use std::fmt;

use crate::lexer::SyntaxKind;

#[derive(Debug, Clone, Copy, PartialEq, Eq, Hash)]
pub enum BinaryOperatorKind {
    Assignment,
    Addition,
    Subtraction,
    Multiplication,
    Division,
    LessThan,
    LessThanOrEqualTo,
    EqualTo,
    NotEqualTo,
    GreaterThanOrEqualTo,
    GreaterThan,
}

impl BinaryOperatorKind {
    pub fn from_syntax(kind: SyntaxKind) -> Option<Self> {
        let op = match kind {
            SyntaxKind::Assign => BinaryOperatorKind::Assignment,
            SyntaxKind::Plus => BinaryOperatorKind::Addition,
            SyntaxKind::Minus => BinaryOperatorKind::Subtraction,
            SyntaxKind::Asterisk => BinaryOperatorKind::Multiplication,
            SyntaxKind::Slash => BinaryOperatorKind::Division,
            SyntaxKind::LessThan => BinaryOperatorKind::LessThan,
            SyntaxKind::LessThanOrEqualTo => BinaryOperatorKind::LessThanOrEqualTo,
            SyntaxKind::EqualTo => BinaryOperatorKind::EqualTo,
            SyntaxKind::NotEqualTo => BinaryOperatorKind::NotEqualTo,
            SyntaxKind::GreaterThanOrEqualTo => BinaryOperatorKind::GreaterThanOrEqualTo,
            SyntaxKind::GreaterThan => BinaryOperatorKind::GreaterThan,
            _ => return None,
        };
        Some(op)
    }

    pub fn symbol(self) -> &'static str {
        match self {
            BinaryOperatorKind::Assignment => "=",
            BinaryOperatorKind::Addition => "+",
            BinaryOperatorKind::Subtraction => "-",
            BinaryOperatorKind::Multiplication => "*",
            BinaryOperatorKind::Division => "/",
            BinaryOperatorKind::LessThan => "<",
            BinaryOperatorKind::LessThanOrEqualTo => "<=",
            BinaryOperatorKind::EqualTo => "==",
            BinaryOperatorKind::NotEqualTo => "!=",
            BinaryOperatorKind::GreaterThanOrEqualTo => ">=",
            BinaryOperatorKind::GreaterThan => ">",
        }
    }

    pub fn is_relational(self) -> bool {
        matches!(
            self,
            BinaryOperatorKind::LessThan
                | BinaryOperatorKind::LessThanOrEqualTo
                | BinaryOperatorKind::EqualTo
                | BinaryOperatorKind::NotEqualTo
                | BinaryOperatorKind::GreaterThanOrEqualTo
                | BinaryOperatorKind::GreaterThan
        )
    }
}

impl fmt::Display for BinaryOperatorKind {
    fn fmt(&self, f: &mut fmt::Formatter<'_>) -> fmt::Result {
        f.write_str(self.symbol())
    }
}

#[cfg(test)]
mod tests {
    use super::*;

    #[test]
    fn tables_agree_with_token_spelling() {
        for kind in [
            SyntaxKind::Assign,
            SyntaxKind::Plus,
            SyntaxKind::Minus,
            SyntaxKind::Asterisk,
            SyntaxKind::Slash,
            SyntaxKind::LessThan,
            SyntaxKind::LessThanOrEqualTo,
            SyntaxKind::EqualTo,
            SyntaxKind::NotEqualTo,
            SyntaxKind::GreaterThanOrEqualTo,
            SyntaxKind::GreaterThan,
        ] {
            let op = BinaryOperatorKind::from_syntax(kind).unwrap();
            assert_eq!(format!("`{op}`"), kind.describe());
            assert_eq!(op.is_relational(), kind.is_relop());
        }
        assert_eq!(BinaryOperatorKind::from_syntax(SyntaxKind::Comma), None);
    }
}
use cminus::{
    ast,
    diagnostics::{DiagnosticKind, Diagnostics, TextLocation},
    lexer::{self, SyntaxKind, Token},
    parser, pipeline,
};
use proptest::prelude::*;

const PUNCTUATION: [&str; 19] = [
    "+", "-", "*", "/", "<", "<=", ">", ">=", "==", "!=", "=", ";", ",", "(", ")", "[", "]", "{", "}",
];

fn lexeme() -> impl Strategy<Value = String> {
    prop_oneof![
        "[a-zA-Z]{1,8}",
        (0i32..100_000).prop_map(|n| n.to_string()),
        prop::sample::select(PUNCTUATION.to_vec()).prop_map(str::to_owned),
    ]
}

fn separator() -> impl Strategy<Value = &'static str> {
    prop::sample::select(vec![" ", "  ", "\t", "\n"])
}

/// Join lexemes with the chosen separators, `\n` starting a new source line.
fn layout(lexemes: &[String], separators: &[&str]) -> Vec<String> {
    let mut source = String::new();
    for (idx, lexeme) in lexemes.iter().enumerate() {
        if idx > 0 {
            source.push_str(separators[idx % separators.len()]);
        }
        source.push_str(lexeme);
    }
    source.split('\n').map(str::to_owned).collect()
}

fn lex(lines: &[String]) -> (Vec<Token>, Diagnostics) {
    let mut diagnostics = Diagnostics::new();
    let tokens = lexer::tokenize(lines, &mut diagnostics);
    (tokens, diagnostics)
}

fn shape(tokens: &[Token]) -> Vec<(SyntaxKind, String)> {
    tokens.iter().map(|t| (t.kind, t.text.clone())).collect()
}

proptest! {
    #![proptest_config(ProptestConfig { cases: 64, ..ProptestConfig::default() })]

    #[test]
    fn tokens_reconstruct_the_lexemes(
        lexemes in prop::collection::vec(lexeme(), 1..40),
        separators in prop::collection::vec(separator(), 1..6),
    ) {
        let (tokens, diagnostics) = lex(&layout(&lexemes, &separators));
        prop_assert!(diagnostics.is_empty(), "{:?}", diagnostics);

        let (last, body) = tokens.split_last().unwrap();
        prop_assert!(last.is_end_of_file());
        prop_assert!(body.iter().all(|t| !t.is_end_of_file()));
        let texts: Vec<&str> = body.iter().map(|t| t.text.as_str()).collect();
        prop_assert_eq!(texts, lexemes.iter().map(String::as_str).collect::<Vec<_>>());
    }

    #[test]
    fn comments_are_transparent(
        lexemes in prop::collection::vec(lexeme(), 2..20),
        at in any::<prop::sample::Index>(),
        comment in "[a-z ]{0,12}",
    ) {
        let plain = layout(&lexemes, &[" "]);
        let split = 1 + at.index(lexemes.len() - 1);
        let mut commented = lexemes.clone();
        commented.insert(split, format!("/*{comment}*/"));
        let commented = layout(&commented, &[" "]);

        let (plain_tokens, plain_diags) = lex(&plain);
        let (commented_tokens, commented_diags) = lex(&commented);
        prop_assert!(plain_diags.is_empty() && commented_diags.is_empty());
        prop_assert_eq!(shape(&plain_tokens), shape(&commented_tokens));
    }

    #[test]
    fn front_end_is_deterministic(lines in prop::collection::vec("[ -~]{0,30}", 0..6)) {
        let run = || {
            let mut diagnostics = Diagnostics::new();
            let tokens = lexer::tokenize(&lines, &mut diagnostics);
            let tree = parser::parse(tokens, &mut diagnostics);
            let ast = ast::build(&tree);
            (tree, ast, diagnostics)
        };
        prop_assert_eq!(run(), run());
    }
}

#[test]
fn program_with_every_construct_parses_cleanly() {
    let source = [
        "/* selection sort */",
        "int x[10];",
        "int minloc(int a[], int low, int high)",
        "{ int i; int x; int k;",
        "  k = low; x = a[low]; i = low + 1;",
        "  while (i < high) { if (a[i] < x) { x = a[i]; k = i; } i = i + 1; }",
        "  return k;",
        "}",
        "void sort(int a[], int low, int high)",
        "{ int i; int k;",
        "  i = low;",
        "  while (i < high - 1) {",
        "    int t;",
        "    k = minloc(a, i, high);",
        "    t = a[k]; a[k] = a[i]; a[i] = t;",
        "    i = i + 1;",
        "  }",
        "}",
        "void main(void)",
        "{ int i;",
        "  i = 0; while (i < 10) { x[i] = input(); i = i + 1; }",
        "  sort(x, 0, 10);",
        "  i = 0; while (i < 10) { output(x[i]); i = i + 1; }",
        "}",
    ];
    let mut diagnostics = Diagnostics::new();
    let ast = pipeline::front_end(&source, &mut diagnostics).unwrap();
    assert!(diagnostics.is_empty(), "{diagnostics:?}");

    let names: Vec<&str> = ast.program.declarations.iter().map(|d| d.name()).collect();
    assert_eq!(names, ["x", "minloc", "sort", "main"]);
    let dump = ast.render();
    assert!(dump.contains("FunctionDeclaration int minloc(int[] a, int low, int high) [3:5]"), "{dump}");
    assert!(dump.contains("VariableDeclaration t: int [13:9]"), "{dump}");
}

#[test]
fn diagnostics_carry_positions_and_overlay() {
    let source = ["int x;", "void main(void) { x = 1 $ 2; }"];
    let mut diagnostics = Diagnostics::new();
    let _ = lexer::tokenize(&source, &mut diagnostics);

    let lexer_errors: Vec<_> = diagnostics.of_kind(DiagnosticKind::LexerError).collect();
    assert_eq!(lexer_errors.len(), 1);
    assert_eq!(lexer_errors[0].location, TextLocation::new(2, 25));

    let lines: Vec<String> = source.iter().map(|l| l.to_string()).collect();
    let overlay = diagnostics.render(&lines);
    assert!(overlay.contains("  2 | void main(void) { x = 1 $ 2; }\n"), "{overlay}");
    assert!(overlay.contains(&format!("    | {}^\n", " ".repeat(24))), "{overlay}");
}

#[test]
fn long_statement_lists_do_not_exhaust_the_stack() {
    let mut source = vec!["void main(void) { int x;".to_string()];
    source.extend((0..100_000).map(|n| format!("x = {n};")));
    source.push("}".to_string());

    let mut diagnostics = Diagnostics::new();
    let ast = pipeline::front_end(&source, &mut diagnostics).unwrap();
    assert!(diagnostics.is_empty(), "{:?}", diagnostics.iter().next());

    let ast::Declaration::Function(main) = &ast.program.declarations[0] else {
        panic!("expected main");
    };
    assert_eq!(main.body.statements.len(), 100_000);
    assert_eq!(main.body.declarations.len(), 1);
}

- [Exercise goal] Return every line from the material that contains the word "static".

- [Exercise result]
    pub fn symbol(self) -> &'static str {
fn separator() -> impl Strategy<Value = &'static str> {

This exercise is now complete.